Business studies are heavily influenced by trends, fashionable fads, buzzwords, and flavor of the month/year doctrines and dogmas. What they share in common is researching specific business results, effects or outcomes that have been identified most frequently as an unwanted situation, a problem or a challenge by respondents to a survey.
The next step is taking inventory of specific solutions that respondents applied to their individual cases, and distilling a best-practice for solving a generic unwanted business result, effect, or outcome. However, the process by which these best-practices are derived is known as a fallacy; a misconception resulting from incorrect reasoning. No matter how popular a best-practice is, as long as you keep treating symptoms instead of the root cause(s), you’ll keep getting unwanted outcomes, albeit different ones from before.
Apart from these fallacious solutions, business coaches create a seemingly endless list of desirable behaviors and personality traits they ascribe to a leader for the purpose of enhancing employee engagement. By-the-way, statistics show that only six percent of all business results are directly attributable to individual and groups of people.
In general, these prescriptions are intended to make already successful leaders even more successful. But, what about those leaders who are currently struggling to become successful? So, is leadership the Be-All and End-All as it is portrayed to be?
Means and Ends
Whereas best-practices are created in response to an unwanted situation with immediate consequences for bottom line results, leadership advice is handed out in a highly generic format, independent of any specific industry, socio-economic or geo-political situation. In other words, it misses specificity and above all, it misses context. Ask yourself, To what or whom are you providing leadership? What is the objective of the leadership you provide?
Leadership is treated as an end in its own right, as opposed to a means to an end. Dr. Albert Einstein warned us against this phenomenon when he said: Perfection of means and confusion of ends seem to characterize our age.
The Value Chain Model
Prof. Michael Porter, creator of the Value Chain model, identified “Leadership” as just one of the “Firm Infrastructure” functions, which he qualified as a support business process. In other words, leadership must interact with the business system to shape the character or nature of that system in order to realize what is to be done. Leadership studies do not prescribe what needs to be done, when it must be done, and under which conditions and situation it must be done, and why.
Consequently, it is difficult to believe that leadership can even exist without appreciation for the business as a singular, unique, integrated, and open system. Appreciation implies a recognition of worth or value of the system, and the idea of clear perception as well as the ability to monitor work processes. Moreover, statistics show that ninety-four percent of all business results—i.e. all (un)intended and (un)wanted outcomes—are inherent to a system’s design, structure/organization, implementation/operation, maintenance, and management. These responsibilities belong uniquely to the realm of executive leaders.
Unfortunately, studies show that a majority of leaders is befuddled and bewildered by complex business systems. As a result, we see many leaders striving to be successful by eroding the business system’s capability and capacity—by investing in operational efficiency measures that undermine operational effectiveness. For whatever reason leaders seem to believe they can maximize profitability by reducing cost to zero!?

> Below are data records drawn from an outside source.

//! Stacks of single page TIFF files, one file per z slice.

use std::fs::{self, File};
use std::io::BufReader;
use std::ops::Range;
use std::path::{Path, PathBuf};

use ::tiff::ColorType;
use ::tiff::decoder::{Decoder, DecodingResult, Limits};
use ndarray::{Array2, Array3, Axis};
use rayon::prelude::*;
use tracing::debug;

use crate::enums::ElementType;
use crate::formats::SliceSource;
use crate::geometry::Shape3;
use crate::volume_loader::ReadError;

#[derive(Clone, Debug)]
pub struct TiffStack {
    files: Vec<PathBuf>,
    shape: Shape3,
    element_type: ElementType,
}

fn decoder(path: &Path) -> Result<Decoder<BufReader<File>>, ReadError> {
    let decoder = Decoder::new(BufReader::new(File::open(path)?))?;
    Ok(decoder.with_limits(Limits::unlimited()))
}

/// Width, height and colour type of the first page.
fn page_info(path: &Path) -> Result<(u32, u32, ColorType), ReadError> {
    let mut decoder = decoder(path)?;
    let (width, height) = decoder.dimensions()?;
    Ok((width, height, decoder.colortype()?))
}

fn unsupported(path: &Path, reason: &'static str) -> ReadError {
    ReadError::UnsupportedTiff {
        path: path.to_path_buf(),
        reason,
    }
}

/// Decode the first page of `path` into grey values and the element type
/// they were stored as.
fn decode_page(path: &Path) -> Result<(Vec<f32>, ElementType), ReadError> {
    let mut decoder = decoder(path)?;
    if !matches!(decoder.colortype()?, ColorType::Gray(_)) {
        return Err(unsupported(path, "only single channel grey pages can be stacked"));
    }
    let decoded = match decoder.read_image()? {
        DecodingResult::U8(data) => (data.into_iter().map(f32::from).collect(), ElementType::U8),
        DecodingResult::I8(data) => (data.into_iter().map(f32::from).collect(), ElementType::I8),
        DecodingResult::U16(data) => (data.into_iter().map(f32::from).collect(), ElementType::U16),
        DecodingResult::I16(data) => (data.into_iter().map(f32::from).collect(), ElementType::I16),
        DecodingResult::U32(data) => (data.into_iter().map(|v| v as f32).collect(), ElementType::U32),
        DecodingResult::I32(data) => (data.into_iter().map(|v| v as f32).collect(), ElementType::I32),
        DecodingResult::F32(data) => (data, ElementType::F32),
        DecodingResult::F64(data) => (data.into_iter().map(|v| v as f32).collect(), ElementType::F64),
        DecodingResult::U64(_) | DecodingResult::I64(_) => {
            return Err(unsupported(path, "64-bit integer samples"));
        }
    };
    Ok(decoded)
}

impl TiffStack {
    /// Open a stack from files in slice order. Every file must share the
    /// dimensions of the first.
    pub fn open(files: Vec<PathBuf>) -> Result<Self, ReadError> {
        let first = files
            .first()
            .ok_or_else(|| ReadError::NoValidImages(PathBuf::new()))?;
        let (width, height, _) = page_info(first)?;

        let pages = files
            .par_iter()
            .map(|path| page_info(path))
            .collect::<Result<Vec<_>, _>>()?;
        if pages.iter().any(|&(w, h, _)| (w, h) != (width, height)) {
            return Err(ReadError::InconsistentDimensions);
        }

        let (_, element_type) = decode_page(first)?;
        let shape = Shape3::new(width as usize, height as usize, files.len())?;
        debug!(files = files.len(), ?shape, %element_type, "opened TIFF stack");

        Ok(Self {
            files,
            shape,
            element_type,
        })
    }

    /// Open every `.tif`/`.tiff` file in `dir`, sorted by file name.
    pub fn from_directory(dir: impl AsRef<Path>) -> Result<Self, ReadError> {
        let dir = dir.as_ref();
        let mut files: Vec<_> = fs::read_dir(dir)?
            .filter_map(Result::ok)
            .map(|entry| entry.path())
            .filter(|path| {
                path.extension()
                    .and_then(|s| s.to_str())
                    .is_some_and(|ext| ext.eq_ignore_ascii_case("tif") || ext.eq_ignore_ascii_case("tiff"))
            })
            .collect();

        if files.is_empty() {
            return Err(ReadError::NoValidImages(dir.to_path_buf()));
        }
        files.sort();
        Self::open(files)
    }

    fn decode(&self, path: &Path) -> Result<Array2<f32>, ReadError> {
        let (width, height) = (self.shape.x(), self.shape.y());
        let (pixels, _) = decode_page(path)?;
        if pixels.len() != width * height {
            return Err(ReadError::InconsistentDimensions);
        }
        Ok(Array2::from_shape_vec((height, width), pixels)?)
    }
}

impl SliceSource for TiffStack {
    fn shape(&self) -> Shape3 {
        self.shape
    }

    fn element_type(&self) -> ElementType {
        self.element_type
    }

    fn read_slices(&self, z: Range<usize>) -> Result<Array3<f32>, ReadError> {
        let z = z.start.min(self.shape.z())..z.end.min(self.shape.z());
        let slices = self.files[z]
            .par_iter()
            .map(|path| self.decode(path))
            .collect::<Result<Vec<_>, _>>()?;
        if slices.is_empty() {
            return Ok(Array3::zeros((0, self.shape.y(), self.shape.x())));
        }
        let views: Vec<_> = slices.iter().map(|slice| slice.view()).collect();
        Ok(ndarray::stack(Axis(0), &views)?)
    }
}
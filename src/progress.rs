use std::sync::atomic::{AtomicUsize, Ordering};

/// Receives the fraction of a read that has completed, in `[0, 1]`.
///
/// Called from rayon worker threads, possibly out of order.
pub trait ProgressSink: Sync {
    fn report(&self, fraction: f32);
}

impl<F> ProgressSink for F
where
    F: Fn(f32) + Sync,
{
    fn report(&self, fraction: f32) {
        self(fraction)
    }
}

pub struct NoProgress;

impl ProgressSink for NoProgress {
    fn report(&self, _fraction: f32) {}
}

/// Counts finished chunks and reports the running fraction.
pub(crate) struct ChunkCounter<'a> {
    done: AtomicUsize,
    total: usize,
    sink: &'a dyn ProgressSink,
}

impl<'a> ChunkCounter<'a> {
    pub(crate) fn new(total: usize, sink: &'a dyn ProgressSink) -> Self {
        Self {
            done: AtomicUsize::new(0),
            total: total.max(1),
            sink,
        }
    }

    pub(crate) fn finish_one(&self) {
        let done = self.done.fetch_add(1, Ordering::Relaxed) + 1;
        self.sink.report(done.min(self.total) as f32 / self.total as f32);
    }
}
use std::path::{Path, PathBuf};

use anyhow::{Context, bail};
use clap::{Args, Parser, Subcommand};
use futures::StreamExt;
use futures::channel::mpsc;
use tracing::{debug, info};
use tracing_subscriber::EnvFilter;

use volume_resample::config::{JobConfig, OutputFormat};
use volume_resample::{
    ByteOrder, DownsampleStrategy, ElementType, Hdf5Options, Interpolation, LoadedVolume, Orientation, RawLayout,
    ReadMode, ReadOptions, ResampleOptions, StorageOrder, VolumeReader,
};

#[derive(Parser, Debug)]
#[command(author, version, about = "Read large volumes into memory-bounded copies", long_about = None)]
struct Cli {
    #[command(subcommand)]
    command: Command,
}

#[derive(Subcommand, Debug)]
enum Command {
    /// Print the shape, type and layout of a dataset as JSON
    Info {
        input: PathBuf,
        #[command(flatten)]
        source: SourceArgs,
    },
    /// Downsample a dataset to fit a voxel budget
    Resample {
        input: PathBuf,
        /// JSON job file; flags given on the command line take precedence
        #[arg(short, long, value_name = "FILE")]
        config: Option<PathBuf>,
        /// Maximum number of voxels in the output
        #[arg(short, long)]
        target_size: Option<u64>,
        /// Keep every slice along z and only shrink in-plane
        #[arg(long)]
        preserve_slices: bool,
        /// Fail when the budget cannot be met
        #[arg(long)]
        strict: bool,
        #[command(flatten)]
        source: SourceArgs,
        #[command(flatten)]
        output: OutputArgs,
    },
    /// Cut an axis aligned extent out of a dataset
    Crop {
        input: PathBuf,
        /// Inclusive `x0 x1 y0 y1 z0 z1`; -1 stands for the whole axis bound
        #[arg(long, required = true, num_args = 6, value_names = ["X0", "X1", "Y0", "Y1", "Z0", "Z1"], allow_negative_numbers = true)]
        extent: Vec<i64>,
        #[command(flatten)]
        source: SourceArgs,
        #[command(flatten)]
        output: OutputArgs,
    },
    /// Save one slice of a (resampled) dataset as an 8-bit PNG
    Preview {
        input: PathBuf,
        #[arg(long, default_value = "axial")]
        orientation: Orientation,
        /// Slice index, the central slice when omitted
        #[arg(long)]
        index: Option<usize>,
        /// Stretch the slice to square pixels
        #[arg(long)]
        linear: bool,
        #[arg(short, long)]
        target_size: Option<u64>,
        #[command(flatten)]
        source: SourceArgs,
        #[arg(short, long, value_name = "PNG")]
        output: PathBuf,
    },
}

/// Layout of headerless input, and the dataset of HDF5 input
#[derive(Args, Debug, Default)]
struct SourceArgs {
    /// Array shape as stored, for `.raw` input
    #[arg(long, num_args = 3, value_names = ["D0", "D1", "D2"])]
    shape: Option<Vec<usize>>,
    /// Element type of `.raw` input, e.g. uint16
    #[arg(long)]
    dtype: Option<String>,
    #[arg(long)]
    big_endian: bool,
    #[arg(long)]
    fortran: bool,
    #[arg(long, default_value_t = 0)]
    header_length: u64,
    /// HDF5 dataset path
    #[arg(long)]
    dataset: Option<String>,
    /// Index into the first axis of a 4D HDF5 dataset
    #[arg(long, default_value_t = 0)]
    index_4d: usize,
}

impl SourceArgs {
    fn apply(&self, mut options: ReadOptions) -> anyhow::Result<ReadOptions> {
        match (&self.shape, &self.dtype) {
            (Some(shape), Some(dtype)) => {
                let shape: [usize; 3] = shape
                    .as_slice()
                    .try_into()
                    .context("--shape takes three dimensions")?;
                let element_type: ElementType = dtype.parse()?;
                let byte_order = if self.big_endian { ByteOrder::Big } else { ByteOrder::Little };
                let storage_order = if self.fortran { StorageOrder::Fortran } else { StorageOrder::C };
                options = options.with_raw_layout(
                    RawLayout::new(shape, element_type)
                        .with_byte_order(byte_order)
                        .with_storage_order(storage_order)
                        .with_header_length(self.header_length),
                );
            }
            (None, None) => {}
            _ => bail!("--shape and --dtype must be given together"),
        }
        if self.dataset.is_some() || self.index_4d != 0 {
            let defaults = Hdf5Options::default();
            options = options.with_hdf5(Hdf5Options {
                dataset_name: self.dataset.clone().unwrap_or(defaults.dataset_name),
                index_4d: self.index_4d,
            });
        }
        Ok(options)
    }
}

#[derive(Args, Debug)]
struct OutputArgs {
    #[arg(short, long, value_name = "FILE")]
    output: Option<PathBuf>,
    /// Defaults to the output file extension
    #[arg(short, long, value_enum)]
    format: Option<OutputFormat>,
}

#[tokio::main(flavor = "current_thread")]
async fn main() -> anyhow::Result<()> {
    tracing_subscriber::fmt()
        .with_env_filter(EnvFilter::try_from_default_env().unwrap_or_else(|_| EnvFilter::new("info")))
        .init();

    match Cli::parse().command {
        Command::Info { input, source } => {
            let reader = VolumeReader::new(source.apply(ReadOptions::default())?);
            let (source, format) = reader
                .open_source(&input)
                .with_context(|| format!("cannot open {}", input.display()))?;
            let shape = source.shape().as_array();
            let summary = serde_json::json!({
                "file_name": input,
                "format": format,
                "shape": shape,
                "element_type": source.element_type(),
                "bit_depth": source.element_type().bit_depth(),
                "layout": source.layout(),
                "spacing": source.spacing(),
                "origin": source.origin(),
            });
            println!("{}", serde_json::to_string_pretty(&summary)?);
        }
        Command::Resample {
            input,
            config,
            target_size,
            preserve_slices,
            strict,
            source,
            output,
        } => {
            let job = match &config {
                Some(path) => {
                    JobConfig::from_path(path).with_context(|| format!("cannot load {}", path.display()))?
                }
                None => JobConfig::default(),
            };
            let mut options = source.apply(job.read_options()?)?;

            let mut resample = ResampleOptions::from(job.resample);
            if let Some(target_size) = target_size {
                resample = resample.with_target_size(target_size);
            }
            if preserve_slices {
                resample = resample.with_strategy(DownsampleStrategy::PreserveSlices);
            }
            if strict {
                resample = resample.with_strict_budget(true);
            }
            options = options.with_mode(ReadMode::Resample(resample));

            let loaded = read_with_progress(VolumeReader::new(options), &input).await?;
            let (path, format) = output_target(&output, job.output.as_ref().map(|o| (o.filename.clone(), o.format())))?;
            save(&loaded, &path, format)?;
        }
        Command::Crop {
            input,
            extent,
            source,
            output,
        } => {
            let extent: [i64; 6] = extent
                .as_slice()
                .try_into()
                .context("--extent takes six values")?;
            let options = source.apply(ReadOptions::default().with_mode(ReadMode::Crop(extent)))?;
            let loaded = read_with_progress(VolumeReader::new(options), &input).await?;
            let (path, format) = output_target(&output, None)?;
            save(&loaded, &path, format)?;
        }
        Command::Preview {
            input,
            orientation,
            index,
            linear,
            target_size,
            source,
            output,
        } => {
            let mut resample = ResampleOptions::default();
            if let Some(target_size) = target_size {
                resample = resample.with_target_size(target_size);
            }
            let options = source.apply(ReadOptions::default().with_mode(ReadMode::Resample(resample)))?;
            let loaded = read_with_progress(VolumeReader::new(options), &input).await?;
            let volume = &loaded.volume;

            let (z, y, x) = volume.dim();
            let index = index.unwrap_or(match orientation {
                Orientation::Axial => z / 2,
                Orientation::Coronal => y / 2,
                Orientation::Sagittal => x / 2,
            });
            let interpolation = if linear { Interpolation::Linear } else { Interpolation::None };
            let image = volume
                .get_image_from_axis(index, orientation, interpolation)
                .with_context(|| format!("slice {index} is outside the volume"))?;
            image
                .save(&output)
                .with_context(|| format!("cannot write {}", output.display()))?;
            info!(path = ?output, index, ?orientation, "preview written");
        }
    }
    Ok(())
}

async fn read_with_progress(reader: VolumeReader, input: &Path) -> anyhow::Result<LoadedVolume> {
    let (sender, receiver) = mpsc::unbounded();
    let read = reader.read_async(input, sender);
    let report = receiver.for_each(|fraction| {
        debug!("{:.0}% read", fraction * 100.0);
        futures::future::ready(())
    });
    let (loaded, ()) = futures::join!(read, report);
    let loaded = loaded.with_context(|| format!("cannot read {}", input.display()))?;
    info!(
        original = ?loaded.original.shape,
        loaded = ?loaded.loaded.shape,
        resampled = loaded.loaded.resampled,
        "volume loaded"
    );
    Ok(loaded)
}

fn output_target(
    args: &OutputArgs,
    from_job: Option<(PathBuf, Option<OutputFormat>)>,
) -> anyhow::Result<(PathBuf, OutputFormat)> {
    let (path, job_format) = match (&args.output, from_job) {
        (Some(path), _) => (path.clone(), None),
        (None, Some((path, format))) => (path, format),
        (None, None) => bail!("no output file given"),
    };
    let format = args
        .format
        .or(job_format)
        .or_else(|| OutputFormat::from_path(&path))
        .with_context(|| format!("cannot tell the output format of {}", path.display()))?;
    Ok((path, format))
}

fn save(loaded: &LoadedVolume, path: &Path, format: OutputFormat) -> anyhow::Result<()> {
    let written = format
        .save_loaded(loaded, path)
        .with_context(|| format!("cannot write {}", path.display()))?;
    for file in written {
        info!(path = ?file, "written");
    }
    Ok(())
}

To make matters worse, statistics show that seventy-five to ninety-six percent of all incidents are symptomatic of systemic failure—read: a leader’s inability to develop the business system’s capability and capacity, thus setting their employees up for failure.
The Vicious Cycle
Do you recognize the vicious cycle (a sequence of reciprocal cause and effect in which two or more elements intensify and aggravate each other, leading inexorably to a worsening of the situation)?
The business system performs according to its design, structure/organization, implementation/operation, maintenance, and management. Leaders fail to understand the feedback provided by that system. Consequently, employees are set-up to fail by its leaders’ wrong decisions. Subsequently, leaders seek help to make their employees perform better. That’s nuts—the chutzpah!
In conclusion: you cannot lead what you don’t understand. So, gain appreciation for the business as an organic system; develop insight into the connections between the system’s component parts. CEO Effectiveness is determined by Appreciation and Leadership!